§ Problem description: Return only the lines of the listing below that run from the line with "default_access => ACCESS;" through the line with "no_cache => NO_CACHE;", both ends included, exactly as written.

(Beginning of Dataset extract)

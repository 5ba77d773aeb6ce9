//! Route builder
//!
//! Fluent builder for declarative web-route metadata, and a registry of uniquely named routes.
//!
//! Routes are declared against a [`RouteRegistry`], which hands back the created
//! [`RouteDefinition`] for further configuration. The registry can then be exported, in
//! declaration order, for a router or an access checker to consume.
//!
//! ```rust
//! use route_builder::RouteRegistry;
//!
//! let mut registry = RouteRegistry::new();
//!
//! registry
//!     .get("node.view", "/node/{node}")?
//!     .controller_method("NodeController", "view")
//!     .title("Content")
//!     .requires_any_permission(["access content", "administer nodes"])
//!     .set_parameter_converter("node", "entity:node");
//!
//! let route = registry.route("node.view").unwrap();
//! assert_eq!(route.requirement("_permission"), Some("access content+administer nodes"));
//! # Ok::<(), route_builder::RegistryError>(())
//! ```
//!
//! # Features
//!
//! - `examples`: Dependencies of the demos. **Not enabled by default.**

mod definition;
mod registry;

pub use definition::{Join, OptionValue, ParameterConverters, RouteDefinition, keys};
pub use registry::{
    RegistryError, RegistryOptions, RegistryOptionsFromEnvError, RouteCollection, RouteRegistry,
    SharedRouteRegistry,
};
//! Path template placeholders.

/// Iterate over the names of the `{param}` placeholders of a path template, in order.
///
/// Inline requirements and defaults (`{page<\d+>?1}`) are not part of the name. An unclosed
/// placeholder ends the scan.
pub(crate) fn placeholders(path: &str) -> impl Iterator<Item = &str> {
    let mut rest = path;

    std::iter::from_fn(move || {
        let start = rest.find('{')? + 1;
        let len = rest[start..].find('}')?;
        let placeholder = &rest[start..start + len];

        rest = &rest[start + len + 1..];

        let name_len = placeholder
            .find(|c: char| c == '<' || c == '?')
            .unwrap_or(placeholder.len());

        Some(&placeholder[..name_len])
    })
}
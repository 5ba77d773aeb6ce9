//! Convenience setters.
//!
//! Each of these is a thin wrapper over one of the generic setters with a fixed key. They are
//! declared as tables below so that the key each one writes to is readable at a glance.

use std::fmt::Display;

use http::Method;
use itertools::Itertools;

use super::{RouteDefinition, keys};

/// How a list of values is combined into a single requirement value.
///
/// The separators are part of the contract with the access checkers that parse these values:
/// `,` means all values must hold, `+` means any of them is enough.
#[derive(Debug, Clone, Copy, PartialEq, Eq)]
pub enum Join {
    /// All values are required.
    All,

    /// Any value is sufficient.
    Any,
}

impl Join {
    /// The separator used for this join.
    pub const fn separator(self) -> &'static str {
        match self {
            Self::All => ",",
            Self::Any => "+",
        }
    }

    /// Join values with this separator.
    pub fn apply<I>(self, values: I) -> String
    where
        I: IntoIterator,
        I::Item: Display,
    {
        values.into_iter().join(self.separator())
    }
}

macro_rules! accepts {
    ($($name:ident => $method:ident;)*) => {
        impl RouteDefinition {
            $(
                #[doc = concat!("Accept the `", stringify!($method), "` method.")]
                pub fn $name(&mut self) -> &mut Self {
                    self.add_method(Method::$method)
                }
            )*
        }
    };
}

macro_rules! setters {
    ($setter:ident: $($name:ident => $key:ident;)*) => {
        impl RouteDefinition {
            $(
                #[doc = concat!("Set the [`keys::", stringify!($key), "`] value.")]
                pub fn $name(&mut self, value: impl Into<String>) -> &mut Self {
                    self.$setter(keys::$key, Into::<String>::into(value))
                }
            )*
        }
    };
}

macro_rules! flags {
    ($setter:ident: $($name:ident => $key:ident;)*) => {
        impl RouteDefinition {
            $(
                #[doc = concat!("Set the [`keys::", stringify!($key), "`] flag.")]
                pub fn $name(&mut self) -> &mut Self {
                    self.$setter(keys::$key, keys::TRUE)
                }
            )*
        }
    };
}

macro_rules! joined_requirements {
    ($($name:ident => ($key:ident, $join:ident);)*) => {
        impl RouteDefinition {
            $(
                #[doc = concat!(
                    "Set the [`keys::", stringify!($key), "`] requirement, joined with [`Join::",
                    stringify!($join), "`]."
                )]
                pub fn $name<I>(&mut self, values: I) -> &mut Self
                where
                    I: IntoIterator,
                    I::Item: Display,
                {
                    self.set_requirement(keys::$key, Join::$join.apply(values))
                }
            )*
        }
    };
}

macro_rules! fixed_requirements {
    ($($name:ident => ($key:ident, $value:literal);)*) => {
        impl RouteDefinition {
            $(
                #[doc = concat!("Set the [`keys::", stringify!($key), "`] requirement to `", $value, "`.")]
                pub fn $name(&mut self) -> &mut Self {
                    self.set_requirement(keys::$key, $value)
                }
            )*
        }
    };
}

accepts! {
    accepts_get => GET;
    accepts_post => POST;
    accepts_patch => PATCH;
    accepts_put => PUT;
    accepts_delete => DELETE;
}

setters! { set_default:
    form => FORM;
    entity_view => ENTITY_VIEW;
    entity_list => ENTITY_LIST;
    entity_form => ENTITY_FORM;
    title => TITLE;
    title_callback => TITLE_CALLBACK;
}

setters! { set_requirement:
    entity_access => ENTITY_ACCESS;
    custom_access => CUSTOM_ACCESS;
    format => FORMAT;
    content_type_format => CONTENT_TYPE_FORMAT;
}

setters! { set_option:
    theme => THEME;
}

joined_requirements! {
    requires_all_permissions => (PERMISSION, All);
    requires_any_permission => (PERMISSION, Any);
    requires_all_roles => (ROLE, All);
    requires_any_role => (ROLE, Any);
    depends_on_all_modules => (MODULE_DEPENDENCIES, All);
    depends_on_any_module => (MODULE_DEPENDENCIES, Any);
}

fixed_requirements! {
    json_format => (FORMAT, "json");
    html_format => (FORMAT, "html");
    xml_format => (FORMAT, "xml");
    only_accepts_json => (CONTENT_TYPE_FORMAT, "json");
    only_accepts_xml => (CONTENT_TYPE_FORMAT, "xml");
}

flags! { set_requirement:
    default_access => ACCESS;
    uses_csrf => CSRF_TOKEN;
    requires_csrf_token_header => CSRF_REQUEST_HEADER_TOKEN;
    access_user_register => ACCESS_USER_REGISTER;
    requires_login_to_access => USER_IS_LOGGED_IN;
}

flags! { set_option:
    is_admin_route => ADMIN_ROUTE;
    accessible_during_maintenance => MAINTENANCE_ACCESS;
    no_cache => NO_CACHE;
}

impl RouteDefinition {
    /// Accept each of the specified methods, in order.
    pub fn accepts_methods(&mut self, methods: impl IntoIterator<Item = Method>) -> &mut Self {
        for method in methods {
            self.add_method(method);
        }

        self
    }

    /// Bind the route to the invokable controller class.
    pub fn controller(&mut self, class: impl Display) -> &mut Self {
        self.controller_method(class, keys::INVOKE_METHOD)
    }

    /// Bind the route to a method of a controller class.
    pub fn controller_method(&mut self, class: impl Display, method: impl Display) -> &mut Self {
        self.set_default(keys::CONTROLLER, format!("{class}::{method}"))
    }

    /// Constrain a path parameter with a regular expression.
    pub fn entity_validation(
        &mut self,
        parameter: impl Into<String>,
        pattern: impl Into<String>,
    ) -> &mut Self {
        let parameter = parameter.into();

        self.warn_if_not_a_path_parameter(&parameter, "validation pattern");
        self.set_requirement(parameter, pattern)
    }

    /// Restrict the entity to the specified bundles (`type:bundle1|bundle2`).
    pub fn entity_bundles<I>(&mut self, entity_type: impl Display, bundles: I) -> &mut Self
    where
        I: IntoIterator,
        I::Item: Display,
    {
        self.set_requirement(
            keys::ENTITY_BUNDLES,
            format!("{entity_type}:{}", bundles.into_iter().join("|")),
        )
    }

    /// Require create access for the entity type and bundle (`type:bundle`).
    ///
    /// The bundle may be a `{route_parameter}` reference.
    pub fn entity_create_access(
        &mut self,
        entity_type: impl Display,
        bundle: impl Display,
    ) -> &mut Self {
        self.set_requirement(
            keys::ENTITY_CREATE_ACCESS,
            format!("{entity_type}:{bundle}"),
        )
    }

    /// Append each of the authentication mechanisms, in order.
    pub fn requires_authentication<I>(&mut self, mechanisms: I) -> &mut Self
    where
        I: IntoIterator,
        I::Item: Into<String>,
    {
        for mechanism in mechanisms {
            self.add_auth_mechanism(mechanism);
        }

        self
    }

    pub fn requires_basic_auth(&mut self) -> &mut Self {
        self.add_auth_mechanism("basic_auth")
    }

    pub fn requires_cookie_auth(&mut self) -> &mut Self {
        self.add_auth_mechanism("cookie")
    }
}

(End of Dataset extract)

§ Exercise answer:
    default_access => ACCESS;
    uses_csrf => CSRF_TOKEN;
    requires_csrf_token_header => CSRF_REQUEST_HEADER_TOKEN;
    access_user_register => ACCESS_USER_REGISTER;
    requires_login_to_access => USER_IS_LOGGED_IN;
}

flags! { set_option:
    is_admin_route => ADMIN_ROUTE;
    accessible_during_maintenance => MAINTENANCE_ACCESS;
    no_cache => NO_CACHE;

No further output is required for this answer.